◆ TASK DETAILS
Please write out each entry that follows, keeping it exactly the same.

◆ INFORMATION PROVIDED
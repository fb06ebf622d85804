//! Context block assembly

use mgpt_core::RetrievedPassage;

/// Separator placed between passages in the context block
pub const PASSAGE_SEPARATOR: &str = "\n\n";

/// Join passage texts, in retrieval order, into one context block
pub fn build_context(passages: &[RetrievedPassage]) -> String {
    passages
        .iter()
        .map(|p| p.text.as_str())
        .collect::<Vec<_>>()
        .join(PASSAGE_SEPARATOR)
}
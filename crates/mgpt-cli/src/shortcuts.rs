//! Shortcut catalog: character names bound to canned questions

use serde::Serialize;

/// Section of the shortcut menu
#[derive(Debug, Clone, Copy, PartialEq, Eq, Serialize)]
pub enum ShortcutGroup {
    Pandavas,
    Kauravas,
    EldersAndDivine,
}

impl ShortcutGroup {
    pub const ALL: [ShortcutGroup; 3] = [
        ShortcutGroup::Pandavas,
        ShortcutGroup::Kauravas,
        ShortcutGroup::EldersAndDivine,
    ];

    pub fn title(&self) -> &'static str {
        match self {
            ShortcutGroup::Pandavas => "⚜️  The Pandavas",
            ShortcutGroup::Kauravas => "🐍 The Kauravas",
            ShortcutGroup::EldersAndDivine => "👴 Elders & Divine",
        }
    }
}

/// A pre-authored question bound to a menu entry
#[derive(Debug, Clone, Copy, PartialEq, Eq, Serialize)]
pub struct Shortcut {
    pub group: ShortcutGroup,
    pub label: &'static str,
    pub query: &'static str,
}

const fn shortcut(group: ShortcutGroup, label: &'static str, query: &'static str) -> Shortcut {
    Shortcut {
        group,
        label,
        query,
    }
}

pub const SHORTCUTS: [Shortcut; 12] = [
    shortcut(
        ShortcutGroup::Pandavas,
        "Yudhishthira (Dharma)",
        "Tell me about Yudhishthira's adherence to Truth and the game of dice.",
    ),
    shortcut(
        ShortcutGroup::Pandavas,
        "Bhima (Strength)",
        "Describe Bhima's immense strength and his vows.",
    ),
    shortcut(
        ShortcutGroup::Pandavas,
        "Arjuna (Warrior)",
        "Describe Arjuna's skills, the Gandiva bow, and his bond with Krishna.",
    ),
    shortcut(
        ShortcutGroup::Pandavas,
        "Nakula & Sahadeva",
        "What were the special skills and roles of Nakula and Sahadeva?",
    ),
    shortcut(
        ShortcutGroup::Pandavas,
        "Draupadi (Panchali)",
        "Tell me about Draupadi's birth from fire and her resilience.",
    ),
    shortcut(
        ShortcutGroup::Kauravas,
        "Duryodhana (King)",
        "Explain Duryodhana's motivations, his jealousy, and his friendship with Karna.",
    ),
    shortcut(
        ShortcutGroup::Kauravas,
        "Karna (Tragic Hero)",
        "Tell me about Karna's tragic life, his charity (Daan), and his armor (Kavach).",
    ),
    shortcut(
        ShortcutGroup::Kauravas,
        "Shakuni (Planner)",
        "What was Shakuni's role in the game of dice and influencing Duryodhana?",
    ),
    shortcut(
        ShortcutGroup::Kauravas,
        "Dushasana",
        "What was Dushasana's role in the court and his fate in the war?",
    ),
    shortcut(
        ShortcutGroup::EldersAndDivine,
        "Krishna (Divine)",
        "Describe the role of Krishna as the charioteer and his divinity.",
    ),
    shortcut(
        ShortcutGroup::EldersAndDivine,
        "Bhishma (Grandsire)",
        "What was Bhishma's vow of celibacy and his role as the commander?",
    ),
    shortcut(
        ShortcutGroup::EldersAndDivine,
        "Guru Drona",
        "Tell me about Dronacharya as the teacher of both clans and his death.",
    ),
];

pub fn shortcuts() -> &'static [Shortcut] {
    &SHORTCUTS
}

/// Shortcuts of one group, paired with their 1-based menu number
pub fn shortcuts_in(group: ShortcutGroup) -> impl Iterator<Item = (usize, &'static Shortcut)> {
    SHORTCUTS
        .iter()
        .enumerate()
        .filter(move |(_, s)| s.group == group)
        .map(|(i, s)| (i + 1, s))
}

fn label_words(label: &str) -> impl Iterator<Item = String> + '_ {
    label
        .split(|c: char| !c.is_alphanumeric())
        .filter(|w| !w.is_empty())
        .map(str::to_lowercase)
}

/// Resolve a menu number, a full label, or the start of any word in a label.
///
/// Returns `None` when nothing or more than one shortcut matches.
pub fn find_shortcut(key: &str) -> Option<&'static Shortcut> {
    let key = key.trim();
    if key.is_empty() {
        return None;
    }

    if let Ok(n) = key.parse::<usize>() {
        return n.checked_sub(1).and_then(|i| SHORTCUTS.get(i));
    }

    if let Some(exact) = SHORTCUTS.iter().find(|s| s.label.eq_ignore_ascii_case(key)) {
        return Some(exact);
    }

    let key = key.to_lowercase();
    let mut matches = SHORTCUTS
        .iter()
        .filter(|s| label_words(s.label).any(|w| w.starts_with(&key)));

    match (matches.next(), matches.next()) {
        (Some(only), None) => Some(only),
        _ => None,
    }
}

#[cfg(test)]
mod tests {
    use super::*;

    #[test]
    fn test_catalog_groups() {
        assert_eq!(shortcuts_in(ShortcutGroup::Pandavas).count(), 5);
        assert_eq!(shortcuts_in(ShortcutGroup::Kauravas).count(), 4);
        assert_eq!(shortcuts_in(ShortcutGroup::EldersAndDivine).count(), 3);
        let total: usize = ShortcutGroup::ALL
            .iter()
            .map(|g| shortcuts_in(*g).count())
            .sum();
        assert_eq!(total, shortcuts().len());
    }

    #[test]
    fn test_find_by_number() {
        assert_eq!(find_shortcut("3").unwrap().label, "Arjuna (Warrior)");
        assert_eq!(find_shortcut("12").unwrap().label, "Guru Drona");
        assert!(find_shortcut("0").is_none());
        assert!(find_shortcut("13").is_none());
    }

    #[test]
    fn test_find_by_label_and_word() {
        assert_eq!(find_shortcut("arjuna (warrior)").unwrap().label, "Arjuna (Warrior)");
        assert_eq!(find_shortcut("Karna").unwrap().label, "Karna (Tragic Hero)");
        assert_eq!(find_shortcut("sahadeva").unwrap().label, "Nakula & Sahadeva");
        assert_eq!(find_shortcut("drona").unwrap().label, "Guru Drona");
    }

    #[test]
    fn test_ambiguous_or_unknown() {
        // "d" starts Draupadi, Duryodhana, Dushasana, Dharma, Divine and Drona
        assert!(find_shortcut("d").is_none());
        assert!(find_shortcut("ghatotkacha").is_none());
        assert!(find_shortcut("   ").is_none());
    }
}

◆ WRITTEN SOLUTION
repository fb06ebf622d85804
//! Context block assembly

use mgpt_core::RetrievedPassage;

/// Separator placed between passages in the context block
pub const PASSAGE_SEPARATOR: &str = "\n\n";

/// Join passage texts, in retrieval order, into one context block
pub fn build_context(passages: &[RetrievedPassage]) -> String {
    passages
        .iter()
        .map(|p| p.text.as_str())
        .collect::<Vec<_>>()
        .join(PASSAGE_SEPARATOR)
}
filename crates/mgpt-cli/src/shortcuts.rs
//! Shortcut catalog: character names bound to canned questions

use serde::Serialize;

/// Section of the shortcut menu
#[derive(Debug, Clone, Copy, PartialEq, Eq, Serialize)]
pub enum ShortcutGroup {
    Pandavas,
    Kauravas,
    EldersAndDivine,
}

impl ShortcutGroup {
    pub const ALL: [ShortcutGroup; 3] = [
        ShortcutGroup::Pandavas,
        ShortcutGroup::Kauravas,
        ShortcutGroup::EldersAndDivine,
    ];

    pub fn title(&self) -> &'static str {
        match self {
            ShortcutGroup::Pandavas => "⚜️  The Pandavas",
            ShortcutGroup::Kauravas => "🐍 The Kauravas",
            ShortcutGroup::EldersAndDivine => "👴 Elders & Divine",
        }
    }
}

/// A pre-authored question bound to a menu entry
#[derive(Debug, Clone, Copy, PartialEq, Eq, Serialize)]
pub struct Shortcut {
    pub group: ShortcutGroup,
    pub label: &'static str,
    pub query: &'static str,
}

const fn shortcut(group: ShortcutGroup, label: &'static str, query: &'static str) -> Shortcut {
    Shortcut {
        group,
        label,
        query,
    }
}

pub const SHORTCUTS: [Shortcut; 12] = [
    shortcut(
        ShortcutGroup::Pandavas,
        "Yudhishthira (Dharma)",
        "Tell me about Yudhishthira's adherence to Truth and the game of dice.",
    ),
    shortcut(
        ShortcutGroup::Pandavas,
        "Bhima (Strength)",
        "Describe Bhima's immense strength and his vows.",
    ),
    shortcut(
        ShortcutGroup::Pandavas,
        "Arjuna (Warrior)",
        "Describe Arjuna's skills, the Gandiva bow, and his bond with Krishna.",
    ),
    shortcut(
        ShortcutGroup::Pandavas,
        "Nakula & Sahadeva",
        "What were the special skills and roles of Nakula and Sahadeva?",
    ),
    shortcut(
        ShortcutGroup::Pandavas,
        "Draupadi (Panchali)",
        "Tell me about Draupadi's birth from fire and her resilience.",
    ),
    shortcut(
        ShortcutGroup::Kauravas,
        "Duryodhana (King)",
        "Explain Duryodhana's motivations, his jealousy, and his friendship with Karna.",
    ),
    shortcut(
        ShortcutGroup::Kauravas,
        "Karna (Tragic Hero)",
        "Tell me about Karna's tragic life, his charity (Daan), and his armor (Kavach).",
    ),
    shortcut(
        ShortcutGroup::Kauravas,
        "Shakuni (Planner)",
        "What was Shakuni's role in the game of dice and influencing Duryodhana?",
    ),
    shortcut(
        ShortcutGroup::Kauravas,
        "Dushasana",
        "What was Dushasana's role in the court and his fate in the war?",
    ),
    shortcut(
        ShortcutGroup::EldersAndDivine,
        "Krishna (Divine)",
        "Describe the role of Krishna as the charioteer and his divinity.",
    ),
    shortcut(
        ShortcutGroup::EldersAndDivine,
        "Bhishma (Grandsire)",
        "What was Bhishma's vow of celibacy and his role as the commander?",
    ),
    shortcut(
        ShortcutGroup::EldersAndDivine,
        "Guru Drona",
        "Tell me about Dronacharya as the teacher of both clans and his death.",
    ),
];

pub fn shortcuts() -> &'static [Shortcut] {
    &SHORTCUTS
}

/// Shortcuts of one group, paired with their 1-based menu number
pub fn shortcuts_in(group: ShortcutGroup) -> impl Iterator<Item = (usize, &'static Shortcut)> {
    SHORTCUTS
        .iter()
        .enumerate()
        .filter(move |(_, s)| s.group == group)
        .map(|(i, s)| (i + 1, s))
}

fn label_words(label: &str) -> impl Iterator<Item = String> + '_ {
    label
        .split(|c: char| !c.is_alphanumeric())
        .filter(|w| !w.is_empty())
        .map(str::to_lowercase)
}

/// Resolve a menu number, a full label, or the start of any word in a label.
///
/// Returns `None` when nothing or more than one shortcut matches.
pub fn find_shortcut(key: &str) -> Option<&'static Shortcut> {
    let key = key.trim();
    if key.is_empty() {
        return None;
    }

    if let Ok(n) = key.parse::<usize>() {
        return n.checked_sub(1).and_then(|i| SHORTCUTS.get(i));
    }

    if let Some(exact) = SHORTCUTS.iter().find(|s| s.label.eq_ignore_ascii_case(key)) {
        return Some(exact);
    }

    let key = key.to_lowercase();
    let mut matches = SHORTCUTS
        .iter()
        .filter(|s| label_words(s.label).any(|w| w.starts_with(&key)));

    match (matches.next(), matches.next()) {
        (Some(only), None) => Some(only),
        _ => None,
    }
}

#[cfg(test)]
mod tests {
    use super::*;

    #[test]
    fn test_catalog_groups() {
        assert_eq!(shortcuts_in(ShortcutGroup::Pandavas).count(), 5);
        assert_eq!(shortcuts_in(ShortcutGroup::Kauravas).count(), 4);
        assert_eq!(shortcuts_in(ShortcutGroup::EldersAndDivine).count(), 3);
        let total: usize = ShortcutGroup::ALL
            .iter()
            .map(|g| shortcuts_in(*g).count())
            .sum();
        assert_eq!(total, shortcuts().len());
    }

    #[test]
    fn test_find_by_number() {
        assert_eq!(find_shortcut("3").unwrap().label, "Arjuna (Warrior)");
        assert_eq!(find_shortcut("12").unwrap().label, "Guru Drona");
        assert!(find_shortcut("0").is_none());
        assert!(find_shortcut("13").is_none());
    }

    #[test]
    fn test_find_by_label_and_word() {
        assert_eq!(find_shortcut("arjuna (warrior)").unwrap().label, "Arjuna (Warrior)");
        assert_eq!(find_shortcut("Karna").unwrap().label, "Karna (Tragic Hero)");
        assert_eq!(find_shortcut("sahadeva").unwrap().label, "Nakula & Sahadeva");
        assert_eq!(find_shortcut("drona").unwrap().label, "Guru Drona");
    }

    #[test]
    fn test_ambiguous_or_unknown() {
        // "d" starts Draupadi, Duryodhana, Dushasana, Dharma, Divine and Drona
        assert!(find_shortcut("d").is_none());
        assert!(find_shortcut("ghatotkacha").is_none());
        assert!(find_shortcut("   ").is_none());
    }
}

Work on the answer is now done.